Users can also input a vector of sampling weights in sampling_weights. The logical argument loc_linear_smooth defines whether local quadratic regression (see (17)) should be applied in the estimation of conditional covariances. If the default loc_linear_smooth=TRUE is changed into loc_linear_smooth=FALSE, the weighting formula (16) is utilized. The logical argument est_joint indicates whether joint LSEM estimation (i.e., the default; see Section 3.6 or Section 3.8) or pairwise LSEM estimation (see Section 3.5) is applied. Invariant model parameters can be specified in the vector argument par_invariant. If there are some invariant parameters, joint LSEM estimation is automatically chosen (i.e., est_joint=TRUE). Linear or quadratic parameter constraints on model parameters (see Section 3.8) can be specified with par_linear and par_quadratic, respectively. The number of segments in piecewise linear or piecewise quadratic parameter constrained estimation can be specified with pw_linear or pw_quadratic.

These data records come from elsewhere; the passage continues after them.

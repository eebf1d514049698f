use sea_orm::entity::prelude::*;
use serde::{Deserialize, Serialize};

#[sea_orm::model]
#[derive(Clone, Debug, PartialEq, Eq, DeriveEntityModel, Serialize, Deserialize)]
#[sea_orm(table_name = "files")]
pub struct Model {
    #[sea_orm(primary_key, auto_increment = false)]
    pub entry_id: i64,
    #[sea_orm(belongs_to, from = "entry_id", to = "id", on_delete = "Cascade")]
    pub entry: HasOne<super::entry::Entity>,

    /// Object key suffix; never changes.
    #[sea_orm(unique)]
    pub file_uuid: Uuid,
    #[sea_orm(column_type = "Text")]
    pub filename: String,
    pub mime_type: String,
    pub size: i64,

    /// Cleared once, when the upload is confirmed.
    #[sea_orm(default_value = true, indexed)]
    pub pending: bool,
}

impl ActiveModelBehavior for ActiveModel {}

The default is that the constrains should be applied across all moderator values (i.e., there is only one segment of a piecewise linear or quadratic function). The argument partable_joint allows the input of a lavaan parameter table in joint estimation. This argument has the advantage that arbitrary parameter constraints can be specified by the user (e.g., additional equality constraints in piecewise quadratic functions). The logical argument pd indicates whether non-positive definite conditional covariance matrices should be smoothed to ensure positive definiteness. The logical argument est_DIF defines whether DIF effects should be estimated (see Section 3.7). Note that DIF effects can only be estimated if the LSEM model contains some invariant model parameters. The argument kernel allows the choice of the kernel function. Possible options are “gaussian”, “epanechnikov”, and “uniform”. Finally, the logical argument verbose indicates whether some output should be displayed in the R console when estimating the LSEM model.

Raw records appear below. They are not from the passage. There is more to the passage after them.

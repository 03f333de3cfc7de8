//! 图核心模块
//!
//! 定义顶点、边和图的核心数据结构

mod edge;
mod graph;
mod vertex;

pub use edge::{Edge, EdgeId};
pub use graph::Graph;
pub use vertex::Vertex;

Listing 2 displays the LSEM bootstrapping function in the sirt package. An object object must be provided that is the output of the sirt::lsem.estimate() function. The number of bootstrap samples can be specified by the argument R. Bootstrap can also be applied at the level of higher-order units. For example, school classes, schools, or organizations can be bootstrapped instead of bootstrapping subjects. Such a kind of cluster bootstrap is required if there is an additional dependency structure in the data. In this case, users can define a vector of cluster units in cluster. The sirt::lsem.bootstrap() also allows more general replication designs such as jackknife, balanced repeated replication, or half sampling (Kolenikov 2010) by providing an

N \times R

matrix of resampling weights in the argument repl_design. In the case of more complex designs, a scale factor repl_factor must be defined by the user for a correct standard error computation. In the case of jackknife, it is 1 (or

(R - 1) / R

), while it is

1 / R

in the case of bootstrap resampling. The bootstrap function sirt::lsem.bootstrap() is needed for computing the standard deviation statistic of parameter curves and its statistical inference (see Section 3.9). The sirt::lsem.bootstrap() function also allows an option for parallel computing. The number of employed cores can be specified by the argument n.core. The default is the use of one core which means that no parallel computing is applied in LSEM bootstrap estimation.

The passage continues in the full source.